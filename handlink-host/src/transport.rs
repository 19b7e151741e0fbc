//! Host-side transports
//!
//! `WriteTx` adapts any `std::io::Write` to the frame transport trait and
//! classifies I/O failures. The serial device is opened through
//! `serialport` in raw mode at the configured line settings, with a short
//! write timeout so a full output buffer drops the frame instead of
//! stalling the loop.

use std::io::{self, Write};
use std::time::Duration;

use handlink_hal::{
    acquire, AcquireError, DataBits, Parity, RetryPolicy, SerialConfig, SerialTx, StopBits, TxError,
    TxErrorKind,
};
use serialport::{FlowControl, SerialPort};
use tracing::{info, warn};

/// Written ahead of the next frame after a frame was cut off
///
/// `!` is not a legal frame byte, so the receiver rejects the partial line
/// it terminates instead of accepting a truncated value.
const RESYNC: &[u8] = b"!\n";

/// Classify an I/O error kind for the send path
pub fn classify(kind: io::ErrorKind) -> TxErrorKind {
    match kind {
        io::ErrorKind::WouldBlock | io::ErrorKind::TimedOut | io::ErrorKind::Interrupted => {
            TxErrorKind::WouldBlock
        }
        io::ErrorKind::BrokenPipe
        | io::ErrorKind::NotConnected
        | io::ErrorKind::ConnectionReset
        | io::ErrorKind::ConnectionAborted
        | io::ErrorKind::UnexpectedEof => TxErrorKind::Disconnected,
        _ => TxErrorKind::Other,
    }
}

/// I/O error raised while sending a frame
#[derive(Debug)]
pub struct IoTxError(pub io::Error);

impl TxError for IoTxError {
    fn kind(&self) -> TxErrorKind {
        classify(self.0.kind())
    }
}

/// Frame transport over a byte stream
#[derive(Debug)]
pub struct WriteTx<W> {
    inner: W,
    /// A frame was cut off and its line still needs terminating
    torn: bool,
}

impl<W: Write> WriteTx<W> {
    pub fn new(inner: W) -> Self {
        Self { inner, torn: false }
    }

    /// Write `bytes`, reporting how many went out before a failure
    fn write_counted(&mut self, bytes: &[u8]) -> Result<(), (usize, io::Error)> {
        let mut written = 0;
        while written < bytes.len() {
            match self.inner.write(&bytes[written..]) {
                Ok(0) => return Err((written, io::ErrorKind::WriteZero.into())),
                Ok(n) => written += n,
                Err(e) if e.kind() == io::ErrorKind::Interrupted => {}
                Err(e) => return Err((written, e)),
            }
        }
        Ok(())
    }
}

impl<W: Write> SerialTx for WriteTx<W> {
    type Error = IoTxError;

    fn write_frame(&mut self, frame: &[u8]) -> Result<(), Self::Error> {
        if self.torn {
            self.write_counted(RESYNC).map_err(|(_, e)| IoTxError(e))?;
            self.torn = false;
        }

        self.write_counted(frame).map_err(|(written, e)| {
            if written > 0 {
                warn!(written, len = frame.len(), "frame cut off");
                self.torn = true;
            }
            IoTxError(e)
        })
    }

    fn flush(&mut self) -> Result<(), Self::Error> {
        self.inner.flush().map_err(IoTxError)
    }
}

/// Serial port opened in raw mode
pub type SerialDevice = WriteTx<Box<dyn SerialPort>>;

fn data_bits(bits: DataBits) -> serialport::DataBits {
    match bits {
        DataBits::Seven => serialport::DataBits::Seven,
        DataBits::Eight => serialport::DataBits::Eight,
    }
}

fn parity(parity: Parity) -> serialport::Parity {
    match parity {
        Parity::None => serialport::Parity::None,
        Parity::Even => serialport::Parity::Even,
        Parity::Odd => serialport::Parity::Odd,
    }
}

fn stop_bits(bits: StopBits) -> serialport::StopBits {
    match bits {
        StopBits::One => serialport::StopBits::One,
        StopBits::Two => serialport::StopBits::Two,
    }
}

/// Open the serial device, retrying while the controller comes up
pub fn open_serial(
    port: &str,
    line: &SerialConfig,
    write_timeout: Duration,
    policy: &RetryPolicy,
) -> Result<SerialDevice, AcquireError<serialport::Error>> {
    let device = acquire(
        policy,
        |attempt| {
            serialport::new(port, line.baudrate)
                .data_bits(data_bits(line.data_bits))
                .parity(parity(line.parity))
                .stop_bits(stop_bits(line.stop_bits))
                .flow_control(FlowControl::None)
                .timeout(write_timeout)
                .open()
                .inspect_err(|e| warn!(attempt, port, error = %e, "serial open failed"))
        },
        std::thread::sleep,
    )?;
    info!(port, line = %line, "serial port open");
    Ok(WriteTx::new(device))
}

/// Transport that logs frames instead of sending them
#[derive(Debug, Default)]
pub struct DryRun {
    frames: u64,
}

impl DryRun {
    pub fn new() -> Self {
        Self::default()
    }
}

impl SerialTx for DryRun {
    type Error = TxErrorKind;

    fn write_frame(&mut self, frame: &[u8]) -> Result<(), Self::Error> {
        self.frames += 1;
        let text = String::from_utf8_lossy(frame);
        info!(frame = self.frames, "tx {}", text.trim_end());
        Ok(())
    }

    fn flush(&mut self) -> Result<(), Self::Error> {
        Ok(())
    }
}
_____
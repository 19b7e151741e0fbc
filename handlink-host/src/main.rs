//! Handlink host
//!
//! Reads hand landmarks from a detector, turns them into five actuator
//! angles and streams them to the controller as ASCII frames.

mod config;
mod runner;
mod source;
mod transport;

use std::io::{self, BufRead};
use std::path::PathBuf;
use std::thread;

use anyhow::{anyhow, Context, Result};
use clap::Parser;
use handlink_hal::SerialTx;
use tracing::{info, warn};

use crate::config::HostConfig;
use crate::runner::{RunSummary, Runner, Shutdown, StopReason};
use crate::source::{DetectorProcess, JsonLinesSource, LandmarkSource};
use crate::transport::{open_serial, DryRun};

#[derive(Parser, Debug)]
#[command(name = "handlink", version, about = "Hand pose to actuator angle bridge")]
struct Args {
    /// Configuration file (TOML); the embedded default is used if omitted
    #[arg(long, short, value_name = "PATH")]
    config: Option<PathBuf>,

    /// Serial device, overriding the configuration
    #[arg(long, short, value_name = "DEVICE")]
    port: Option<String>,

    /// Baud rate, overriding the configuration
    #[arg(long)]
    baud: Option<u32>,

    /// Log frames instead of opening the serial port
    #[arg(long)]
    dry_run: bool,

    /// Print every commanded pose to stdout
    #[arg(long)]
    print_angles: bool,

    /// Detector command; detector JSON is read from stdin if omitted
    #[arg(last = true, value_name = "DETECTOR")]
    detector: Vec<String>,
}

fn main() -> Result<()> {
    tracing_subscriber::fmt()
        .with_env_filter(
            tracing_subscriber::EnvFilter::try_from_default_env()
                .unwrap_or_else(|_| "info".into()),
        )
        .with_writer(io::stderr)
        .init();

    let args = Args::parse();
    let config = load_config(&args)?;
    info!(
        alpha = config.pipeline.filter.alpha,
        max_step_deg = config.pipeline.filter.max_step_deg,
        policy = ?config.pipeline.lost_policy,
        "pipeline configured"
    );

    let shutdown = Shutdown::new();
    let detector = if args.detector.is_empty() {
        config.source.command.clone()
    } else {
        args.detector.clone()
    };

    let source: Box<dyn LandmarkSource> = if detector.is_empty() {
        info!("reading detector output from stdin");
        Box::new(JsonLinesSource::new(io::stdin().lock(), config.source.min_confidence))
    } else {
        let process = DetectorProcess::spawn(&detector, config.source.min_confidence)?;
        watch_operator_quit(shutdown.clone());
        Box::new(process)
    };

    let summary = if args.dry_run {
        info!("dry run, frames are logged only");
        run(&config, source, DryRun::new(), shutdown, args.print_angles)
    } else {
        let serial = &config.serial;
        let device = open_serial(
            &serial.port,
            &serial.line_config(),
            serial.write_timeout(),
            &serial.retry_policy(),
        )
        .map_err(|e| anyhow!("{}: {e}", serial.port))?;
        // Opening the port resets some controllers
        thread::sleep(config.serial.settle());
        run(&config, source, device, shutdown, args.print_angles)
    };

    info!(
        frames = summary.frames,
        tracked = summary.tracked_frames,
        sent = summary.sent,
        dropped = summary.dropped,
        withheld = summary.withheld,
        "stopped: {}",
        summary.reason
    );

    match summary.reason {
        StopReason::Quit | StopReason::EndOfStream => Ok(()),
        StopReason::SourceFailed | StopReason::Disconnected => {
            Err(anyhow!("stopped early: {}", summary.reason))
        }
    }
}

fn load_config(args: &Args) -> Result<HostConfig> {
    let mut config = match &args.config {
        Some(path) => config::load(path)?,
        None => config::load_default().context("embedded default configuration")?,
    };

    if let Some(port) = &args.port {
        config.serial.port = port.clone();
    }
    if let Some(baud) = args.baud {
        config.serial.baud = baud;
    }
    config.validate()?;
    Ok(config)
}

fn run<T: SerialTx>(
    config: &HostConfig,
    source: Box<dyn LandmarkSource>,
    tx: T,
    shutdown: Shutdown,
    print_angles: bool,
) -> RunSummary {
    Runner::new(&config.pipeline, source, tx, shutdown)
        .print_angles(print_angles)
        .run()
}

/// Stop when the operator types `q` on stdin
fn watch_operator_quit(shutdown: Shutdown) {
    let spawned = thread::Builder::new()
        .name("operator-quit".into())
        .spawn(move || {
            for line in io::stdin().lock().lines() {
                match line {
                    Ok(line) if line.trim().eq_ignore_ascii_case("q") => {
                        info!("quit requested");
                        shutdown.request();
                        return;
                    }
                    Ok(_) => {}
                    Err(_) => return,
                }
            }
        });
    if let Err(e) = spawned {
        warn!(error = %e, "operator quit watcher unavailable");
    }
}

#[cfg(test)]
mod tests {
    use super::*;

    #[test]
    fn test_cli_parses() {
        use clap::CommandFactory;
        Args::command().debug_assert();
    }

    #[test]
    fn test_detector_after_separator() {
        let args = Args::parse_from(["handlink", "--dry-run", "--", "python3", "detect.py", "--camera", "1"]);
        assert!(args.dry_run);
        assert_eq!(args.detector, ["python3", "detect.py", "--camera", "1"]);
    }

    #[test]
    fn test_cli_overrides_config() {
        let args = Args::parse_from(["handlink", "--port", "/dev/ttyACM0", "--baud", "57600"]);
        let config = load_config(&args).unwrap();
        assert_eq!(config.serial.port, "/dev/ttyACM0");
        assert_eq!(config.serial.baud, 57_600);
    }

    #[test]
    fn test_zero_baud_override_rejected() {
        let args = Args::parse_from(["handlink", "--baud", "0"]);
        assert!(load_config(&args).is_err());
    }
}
_____
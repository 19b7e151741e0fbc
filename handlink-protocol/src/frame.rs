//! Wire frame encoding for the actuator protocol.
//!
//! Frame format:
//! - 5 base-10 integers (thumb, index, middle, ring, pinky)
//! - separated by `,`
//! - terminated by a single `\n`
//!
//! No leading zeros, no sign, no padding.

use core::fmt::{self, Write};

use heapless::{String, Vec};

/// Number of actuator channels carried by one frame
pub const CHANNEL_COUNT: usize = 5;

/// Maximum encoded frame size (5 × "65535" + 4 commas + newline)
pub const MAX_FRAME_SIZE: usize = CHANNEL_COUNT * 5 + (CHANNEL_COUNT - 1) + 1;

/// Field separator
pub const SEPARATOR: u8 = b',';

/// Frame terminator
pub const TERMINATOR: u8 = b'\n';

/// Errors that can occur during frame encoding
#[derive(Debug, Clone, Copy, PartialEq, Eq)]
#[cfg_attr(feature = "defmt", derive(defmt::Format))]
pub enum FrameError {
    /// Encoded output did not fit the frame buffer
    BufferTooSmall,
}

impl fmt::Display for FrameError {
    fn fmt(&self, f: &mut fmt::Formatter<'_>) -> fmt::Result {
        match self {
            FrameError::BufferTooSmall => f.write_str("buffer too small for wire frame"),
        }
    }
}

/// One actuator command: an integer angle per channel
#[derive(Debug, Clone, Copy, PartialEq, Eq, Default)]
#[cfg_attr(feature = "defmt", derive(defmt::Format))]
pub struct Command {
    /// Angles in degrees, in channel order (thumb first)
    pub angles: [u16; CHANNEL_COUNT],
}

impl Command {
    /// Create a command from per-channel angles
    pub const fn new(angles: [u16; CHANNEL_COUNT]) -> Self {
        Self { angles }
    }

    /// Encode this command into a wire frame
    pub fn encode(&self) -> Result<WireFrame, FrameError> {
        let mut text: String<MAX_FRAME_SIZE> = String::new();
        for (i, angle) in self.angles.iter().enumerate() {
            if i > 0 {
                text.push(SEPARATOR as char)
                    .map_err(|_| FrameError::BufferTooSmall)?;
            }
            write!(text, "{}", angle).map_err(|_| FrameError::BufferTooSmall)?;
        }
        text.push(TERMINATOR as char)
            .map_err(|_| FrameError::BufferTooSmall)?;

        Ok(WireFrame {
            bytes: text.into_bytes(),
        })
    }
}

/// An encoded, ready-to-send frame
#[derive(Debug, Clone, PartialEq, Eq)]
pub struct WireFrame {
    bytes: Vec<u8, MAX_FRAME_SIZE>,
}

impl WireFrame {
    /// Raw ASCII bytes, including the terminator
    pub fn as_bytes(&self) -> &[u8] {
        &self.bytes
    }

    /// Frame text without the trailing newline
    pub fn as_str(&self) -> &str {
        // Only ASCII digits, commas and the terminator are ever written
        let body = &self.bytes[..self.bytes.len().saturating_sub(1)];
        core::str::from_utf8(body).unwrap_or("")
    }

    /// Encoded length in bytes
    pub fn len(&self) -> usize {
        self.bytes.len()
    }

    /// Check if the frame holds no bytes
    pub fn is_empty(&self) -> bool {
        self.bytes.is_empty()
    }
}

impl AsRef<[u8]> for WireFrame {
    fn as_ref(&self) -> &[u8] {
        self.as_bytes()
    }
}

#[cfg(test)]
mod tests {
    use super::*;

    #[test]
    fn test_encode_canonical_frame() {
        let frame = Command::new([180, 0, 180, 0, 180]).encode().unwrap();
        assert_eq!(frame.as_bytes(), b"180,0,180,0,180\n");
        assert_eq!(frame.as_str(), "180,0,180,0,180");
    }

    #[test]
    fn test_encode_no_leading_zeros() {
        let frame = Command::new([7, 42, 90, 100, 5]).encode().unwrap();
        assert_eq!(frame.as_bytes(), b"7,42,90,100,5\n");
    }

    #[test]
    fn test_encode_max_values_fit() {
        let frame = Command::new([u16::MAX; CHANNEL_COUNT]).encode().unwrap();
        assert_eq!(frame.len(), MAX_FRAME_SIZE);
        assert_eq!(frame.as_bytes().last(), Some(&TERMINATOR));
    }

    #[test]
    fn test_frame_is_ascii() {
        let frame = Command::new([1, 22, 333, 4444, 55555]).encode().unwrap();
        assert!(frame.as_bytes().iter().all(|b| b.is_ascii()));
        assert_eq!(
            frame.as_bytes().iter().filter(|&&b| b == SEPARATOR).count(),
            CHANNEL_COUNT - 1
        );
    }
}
_____
◆ TASK REQUIREMENTS
A single number is needed: how many lines of the material contain the word "WouldBlock".

◆ RESPONSE FOR THIS EXERCISE
2